Tuesday, June 18, 2024

Never Mind, We'll Do It Ourselves

The Inside Story of How a Team of Renegades Broke Rules, Shattered Barriers, and Launched a Drone Warfare Revolution by Alec Bierbauer and Col. Mark Cooter, USAF (ret) with Michael Marks.

The subtitle is a bit misleading--they weren't renegades, and the only rules broken were bureaucratic ones, and they got top cover for that. It's the story of how the Predator was modified and implemented for use in Afghanistan, first for observation and then armed.

It's a pretty upbeat tale on the whole. Just having a drone with a camera is only the start--where do you base it, how do you control it, and how do you get information to and between mutually hostile departments of the government (CIA and DoD)? And what do you do when you've found your target, but nobody wants to take responsibility for pulling the trigger? And it sounds obvious and easy to stick a rocket on the drone--but it's harder than it seems. The book's a book of problem-solving.

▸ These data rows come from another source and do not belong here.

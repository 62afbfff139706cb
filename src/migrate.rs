use sqlx::SqlitePool;
use tracing::debug;

use crate::error::Result;

/// Create the schema. Safe to run on every start.
pub async fn run_migrations(pool: &SqlitePool) -> Result<()> {
    // Exactly one of file / url identifies a source
    sqlx::query(
        r#"
        CREATE TABLE IF NOT EXISTS sources (
            id TEXT PRIMARY KEY,
            file TEXT UNIQUE,
            url TEXT UNIQUE,
            created_at INTEGER NOT NULL,
            CHECK ((file IS NULL) <> (url IS NULL))
        )
        "#,
    )
    .execute(pool)
    .await?;

    // A NULL source_id marks a local entry
    sqlx::query(
        r#"
        CREATE TABLE IF NOT EXISTS entries (
            id TEXT PRIMARY KEY,
            at_id TEXT NOT NULL UNIQUE,
            at_type TEXT NOT NULL,
            name TEXT NOT NULL,
            description TEXT,
            data TEXT NOT NULL DEFAULT '{}',
            source_id TEXT REFERENCES sources(id) ON DELETE CASCADE
        )
        "#,
    )
    .execute(pool)
    .await?;

    for statement in [
        "CREATE INDEX IF NOT EXISTS idx_entries_type ON entries(at_type)",
        "CREATE INDEX IF NOT EXISTS idx_entries_type_id ON entries(at_type, at_id)",
        "CREATE INDEX IF NOT EXISTS idx_entries_type_name ON entries(at_type, name)",
        "CREATE INDEX IF NOT EXISTS idx_entries_type_description ON entries(at_type, description)",
        "CREATE INDEX IF NOT EXISTS idx_entries_source_id ON entries(source_id)",
    ] {
        sqlx::query(statement).execute(pool).await?;
    }

    debug!("schema up to date");
    Ok(())
}
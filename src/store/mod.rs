//! Storage abstraction.
//!
//! The [`Store`] trait is the relational contract the engine consumes:
//! unique `@id`, upsert-on-conflict, cascade delete from a source to its
//! entries, and substring predicates built by [`Predicate`]. Two backends
//! implement it:
//!
//! | Backend | Module | Used for |
//! |---------|--------|----------|
//! | [`SqliteStore`] | [`sqlite`] | the `dps` binary and any on-disk store |
//! | [`InMemoryStore`] | [`memory`] | tests and embedding without a database file |
//!
//! Implementations must be `Send + Sync` to work with async runtimes.

pub mod memory;
pub mod sqlite;

pub use memory::InMemoryStore;
pub use sqlite::SqliteStore;

use async_trait::async_trait;
use serde_json::Value;

use crate::error::Result;
use crate::models::{
    Entry, EntrySummary, NewEntry, SortOrder, Source, SourceLocator, SourceSummary, StoreStats,
};
use crate::query::Predicate;

/// What a batch load did to the store.
#[derive(Debug, Clone, PartialEq, Eq)]
pub struct BatchOutcome {
    /// The source row now owning the batch.
    pub source: Source,
    /// Entries held by the previous incarnation of the source, when it was
    /// deleted before the batch was written.
    pub replaced: Option<u64>,
    /// Entries written (inserted or updated).
    pub written: u64,
}

/// Counts of a local upsert.
#[derive(Debug, Clone, Copy, Default, PartialEq, Eq, serde::Serialize)]
pub struct PutReport {
    pub created: u64,
    pub updated: u64,
}

/// One page of local entries.
#[derive(Debug, Clone, PartialEq, serde::Serialize)]
pub struct LocalPage {
    /// Matching local entries before pagination.
    pub total: i64,
    /// Full payloads of the page.
    pub items: Vec<Value>,
}

/// Abstract storage backend.
///
/// # Operations
///
/// | Method | Purpose |
/// |--------|---------|
/// | [`load_batch`](Store::load_batch) | Atomically (re)place a source and upsert its chunks |
/// | [`put_entries`](Store::put_entries) | Upsert local entries by `@id` |
/// | [`remove_entry`](Store::remove_entry) | Delete one entry by `@id` |
/// | [`find_entries`](Store::find_entries) | Predicate lookup, ordered by name |
/// | [`get_entry`](Store::get_entry) | Full row by `@id` |
/// | [`list_local`](Store::list_local) | Paginated local payloads |
#[async_trait]
pub trait Store: Send + Sync {
    /// Write a validated batch for `locator` as one atomic unit.
    ///
    /// If the source exists and `delete_on_reload` is set, it is deleted
    /// first together with its entries; otherwise it is reused. Each chunk
    /// is written as one bulk upsert keyed on `@id`. Written rows are
    /// attributed to the source, except rows that were already local: they
    /// take the new fields but stay local.
    async fn load_batch(
        &self,
        locator: &SourceLocator,
        chunks: &[&[NewEntry]],
        delete_on_reload: bool,
    ) -> Result<BatchOutcome>;

    /// Upsert entries by `@id`. New rows are local; existing rows keep
    /// their source.
    async fn put_entries(&self, entries: &[NewEntry]) -> Result<PutReport>;

    /// Delete the entry with this `@id`, returning rows removed (0 or 1).
    async fn remove_entry(&self, at_id: &str) -> Result<u64>;

    async fn find_entries(&self, predicate: &Predicate, limit: i64) -> Result<Vec<EntrySummary>>;

    async fn get_entry(&self, at_id: &str) -> Result<Option<Entry>>;

    /// Distinct `@type` values; order is not guaranteed.
    async fn distinct_types(&self) -> Result<Vec<String>>;

    /// Local entries, optionally of exactly `at_type`, ordered by name.
    async fn list_local(
        &self,
        at_type: Option<&str>,
        offset: i64,
        limit: i64,
        order: SortOrder,
    ) -> Result<LocalPage>;

    /// Delete local entries whose `@id` starts with `prefix`.
    async fn remove_local_with_prefix(&self, prefix: &str) -> Result<u64>;

    /// Delete sources that own no entries.
    async fn remove_empty_sources(&self) -> Result<u64>;

    async fn find_source(&self, locator: &SourceLocator) -> Result<Option<Source>>;

    async fn list_sources(&self) -> Result<Vec<SourceSummary>>;

    /// Delete a source and its entries. `None` when the source is unknown.
    async fn delete_source(&self, locator: &SourceLocator) -> Result<Option<u64>>;

    async fn stats(&self) -> Result<StoreStats>;

    /// Release backend resources. The default does nothing.
    async fn close(&self) {}
}
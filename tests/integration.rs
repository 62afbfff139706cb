use std::fs;
use std::path::{Path, PathBuf};
use std::process::Command;
use tempfile::TempDir;

fn dps_binary() -> PathBuf {
    PathBuf::from(env!("CARGO_BIN_EXE_dps"))
}

fn setup_test_env() -> (TempDir, PathBuf) {
    let tmp = TempDir::new().unwrap();
    let root = tmp.path().to_path_buf();

    let config_dir = root.join("config");
    fs::create_dir_all(&config_dir).unwrap();

    let packs_dir = root.join("packs");
    fs::create_dir_all(&packs_dir).unwrap();
    fs::write(
        packs_dir.join("products.json"),
        r#"[
  {"@id": "1", "@type": "Product", "name": "describo", "description": "an awesome tool!"},
  {"@id": "2", "@type": "Product", "name": "crate-o", "description": "an RO-Crate editor"},
  {"@id": "3", "@type": "Organization", "name": "Language Data Commons"}
]"#,
    )
    .unwrap();
    fs::write(
        packs_dir.join("mine.json"),
        r#"[
  {"@id": "_:b1", "@type": "Person", "name": "anonymous"},
  {"@id": "me", "@type": "Person", "name": "Me", "email": "me@example.org"}
]"#,
    )
    .unwrap();
    fs::write(
        packs_dir.join("bad.json"),
        r#"[{"@id": "x", "@type": "Person"}]"#,
    )
    .unwrap();

    let config_content = format!(
        r#"[db]
path = "{}/data/dps.sqlite"

[ingest]
chunk_size = 2

[query]
default_limit = 10
"#,
        root.display()
    );

    let config_path = config_dir.join("dps.toml");
    fs::write(&config_path, config_content).unwrap();

    (tmp, config_path)
}

fn pack(config_path: &Path, name: &str) -> String {
    let root = config_path.parent().unwrap().parent().unwrap();
    root.join("packs").join(name).display().to_string()
}

fn run_dps(config_path: &Path, args: &[&str]) -> (String, String, bool) {
    let binary = dps_binary();
    let output = Command::new(&binary)
        .arg("--config")
        .arg(config_path.to_str().unwrap())
        .args(args)
        .output()
        .unwrap_or_else(|e| panic!("Failed to run dps binary at {:?}: {}", binary, e));

    let stdout = String::from_utf8_lossy(&output.stdout).to_string();
    let stderr = String::from_utf8_lossy(&output.stderr).to_string();
    let success = output.status.success();
    (stdout, stderr, success)
}

#[test]
fn test_init_creates_database() {
    let (tmp, config_path) = setup_test_env();

    let (stdout, stderr, success) = run_dps(&config_path, &["init"]);
    assert!(success, "init failed: stdout={}, stderr={}", stdout, stderr);
    assert!(stdout.contains("initialized"));
    assert!(tmp.path().join("data/dps.sqlite").exists());
}

#[test]
fn test_init_idempotent() {
    let (_tmp, config_path) = setup_test_env();

    let (_, _, success1) = run_dps(&config_path, &["init"]);
    assert!(success1, "First init failed");

    let (_, _, success2) = run_dps(&config_path, &["init"]);
    assert!(success2, "Second init failed (not idempotent)");
}

#[test]
fn test_load_file() {
    let (_tmp, config_path) = setup_test_env();
    let products = pack(&config_path, "products.json");

    let (stdout, stderr, success) = run_dps(&config_path, &["load", "--file", &products]);
    assert!(success, "load failed: stdout={}, stderr={}", stdout, stderr);
    assert!(stdout.contains("entries: 3"));
    assert!(stdout.contains("chunks: 2"));
    assert!(stdout.contains("ok"));
}

#[test]
fn test_reload_replaces_entries() {
    let (_tmp, config_path) = setup_test_env();
    let products = pack(&config_path, "products.json");

    run_dps(&config_path, &["load", "--file", &products]);
    let (stdout, _, success) = run_dps(&config_path, &["load", "--file", &products]);
    assert!(success);
    assert!(stdout.contains("replaced: 3"), "got: {}", stdout);

    let (stdout, _, _) = run_dps(&config_path, &["stats"]);
    assert!(stdout.contains("Entries:     3"), "got: {}", stdout);
    assert!(stdout.contains("Sources:     1"), "got: {}", stdout);
}

#[test]
fn test_load_missing_file_without_url_fails() {
    let (_tmp, config_path) = setup_test_env();

    let (_, stderr, success) = run_dps(&config_path, &["load", "--file", "/nonexistent/pack.json"]);
    assert!(!success);
    assert!(stderr.contains("pack.json"), "got: {}", stderr);
}

#[test]
fn test_query_substring() {
    let (_tmp, config_path) = setup_test_env();
    let products = pack(&config_path, "products.json");
    run_dps(&config_path, &["load", "--file", &products]);

    let (stdout, _, success) = run_dps(&config_path, &["query", "--type", "Product", "--name", "esc"]);
    assert!(success, "query failed");
    assert!(stdout.contains("describo [Product] 1"), "got: {}", stdout);
    assert!(!stdout.contains("crate-o"));

    let (stdout, _, _) = run_dps(
        &config_path,
        &[
            "query", "--type", "Product", "--mode", "and", "--name", "cows", "--description",
            "awesome",
        ],
    );
    assert!(stdout.contains("No results."), "got: {}", stdout);
}

#[test]
fn test_query_json_output() {
    let (_tmp, config_path) = setup_test_env();
    let products = pack(&config_path, "products.json");
    run_dps(&config_path, &["load", "--file", &products]);

    let (stdout, _, success) = run_dps(&config_path, &["query", "--type", "Product", "--json"]);
    assert!(success);
    let results: serde_json::Value = serde_json::from_str(&stdout).unwrap();
    let names: Vec<&str> = results
        .as_array()
        .unwrap()
        .iter()
        .map(|r| r["name"].as_str().unwrap())
        .collect();
    assert_eq!(names, vec!["crate-o", "describo"]);
    assert_eq!(results[0]["@type"], "Product");
}

#[test]
fn test_get_and_types() {
    let (_tmp, config_path) = setup_test_env();
    let products = pack(&config_path, "products.json");
    run_dps(&config_path, &["load", "--file", &products]);

    let (stdout, _, success) = run_dps(&config_path, &["get", "1"]);
    assert!(success);
    let data: serde_json::Value = serde_json::from_str(&stdout).unwrap();
    assert_eq!(data["description"], "an awesome tool!");

    let (_, _, success) = run_dps(&config_path, &["get", "404"]);
    assert!(!success, "get of a missing entry should fail");

    let (stdout, _, _) = run_dps(&config_path, &["types"]);
    let types: Vec<&str> = stdout.lines().collect();
    assert_eq!(types, vec!["Organization", "Product"]);
}

#[test]
fn test_put_list_and_cleanup() {
    let (_tmp, config_path) = setup_test_env();
    let mine = pack(&config_path, "mine.json");

    let (stdout, stderr, success) = run_dps(&config_path, &["put", &mine]);
    assert!(success, "put failed: stdout={}, stderr={}", stdout, stderr);
    assert!(stdout.contains("created: 2"));

    let (stdout, _, _) = run_dps(&config_path, &["list-local", "--type", "Person"]);
    let page: serde_json::Value = serde_json::from_str(&stdout).unwrap();
    assert_eq!(page["total"], 2);

    let (stdout, _, success) = run_dps(&config_path, &["cleanup"]);
    assert!(success);
    assert!(stdout.contains("entries removed: 1"), "got: {}", stdout);

    let (stdout, _, _) = run_dps(&config_path, &["list-local"]);
    let page: serde_json::Value = serde_json::from_str(&stdout).unwrap();
    assert_eq!(page["total"], 1);
    assert_eq!(page["items"][0]["email"], "me@example.org");
}

#[test]
fn test_put_invalid_pack_fails() {
    let (_tmp, config_path) = setup_test_env();
    let bad = pack(&config_path, "bad.json");

    let (_, stderr, success) = run_dps(&config_path, &["put", &bad]);
    assert!(!success);
    assert!(
        stderr.contains("Each entry in the data must have a name property"),
        "got: {}",
        stderr
    );

    let (stdout, _, _) = run_dps(&config_path, &["stats"]);
    assert!(stdout.contains("Entries:     0"), "got: {}", stdout);
}

#[test]
fn test_remove_is_idempotent() {
    let (_tmp, config_path) = setup_test_env();
    let mine = pack(&config_path, "mine.json");
    run_dps(&config_path, &["put", &mine]);

    let (stdout, _, success) = run_dps(&config_path, &["remove", "me"]);
    assert!(success);
    assert!(stdout.contains("removed: 1"));

    let (stdout, _, success) = run_dps(&config_path, &["remove", "me"]);
    assert!(success, "removing a missing entry must not fail");
    assert!(stdout.contains("removed: 0"));
}

#[test]
fn test_sources_and_unload() {
    let (_tmp, config_path) = setup_test_env();
    let products = pack(&config_path, "products.json");
    run_dps(&config_path, &["load", "--file", &products]);

    let (stdout, _, success) = run_dps(&config_path, &["sources"]);
    assert!(success);
    assert!(stdout.contains("products.json"), "got: {}", stdout);

    let (stdout, _, success) = run_dps(&config_path, &["unload", "--file", &products]);
    assert!(success);
    assert!(stdout.contains("entries removed: 3"), "got: {}", stdout);

    let (stdout, _, _) = run_dps(&config_path, &["sources"]);
    assert!(stdout.contains("No sources loaded."));
}

#[test]
fn test_export_round_trip() {
    let (tmp, config_path) = setup_test_env();
    let mine = pack(&config_path, "mine.json");
    run_dps(&config_path, &["put", &mine]);

    let output = tmp.path().join("export.json");
    let (_, stderr, success) = run_dps(
        &config_path,
        &["export", "--output", output.to_str().unwrap()],
    );
    assert!(success, "export failed: {}", stderr);

    let exported: serde_json::Value =
        serde_json::from_str(&fs::read_to_string(&output).unwrap()).unwrap();
    let ids: Vec<&str> = exported
        .as_array()
        .unwrap()
        .iter()
        .map(|e| e["@id"].as_str().unwrap())
        .collect();
    assert_eq!(ids, vec!["me", "_:b1"]);
}

#[test]
fn test_db_flag_overrides_config() {
    let (tmp, config_path) = setup_test_env();
    let other = tmp.path().join("other.sqlite");

    let (_, _, success) = run_dps(&config_path, &["--db", other.to_str().unwrap(), "init"]);
    assert!(success);
    assert!(other.exists());
    assert!(!tmp.path().join("data/dps.sqlite").exists());
}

Of course the technology and tactics are all quite obsolete by now--the Ukraine war is a drone/counter-drone control/jamming arms race. Trent Telenko has been complaining that the US isn't taking drones or communications warfare seriously. If the book's any hint, he's probably right.

UPDATE: A man in our Bible study flew fighters in Afghanistan. He said that the initial default for a Predator was that if it lost communications signal, it should fly higher. This caused some near misses when circling fighters found an unmanned drone suddenly start climbing in front of them. The default programming got addressed, but the details had to be reviewed for each mission. "Just keep going straight" is OK for some situations, but not if Iran is a few miles over the border.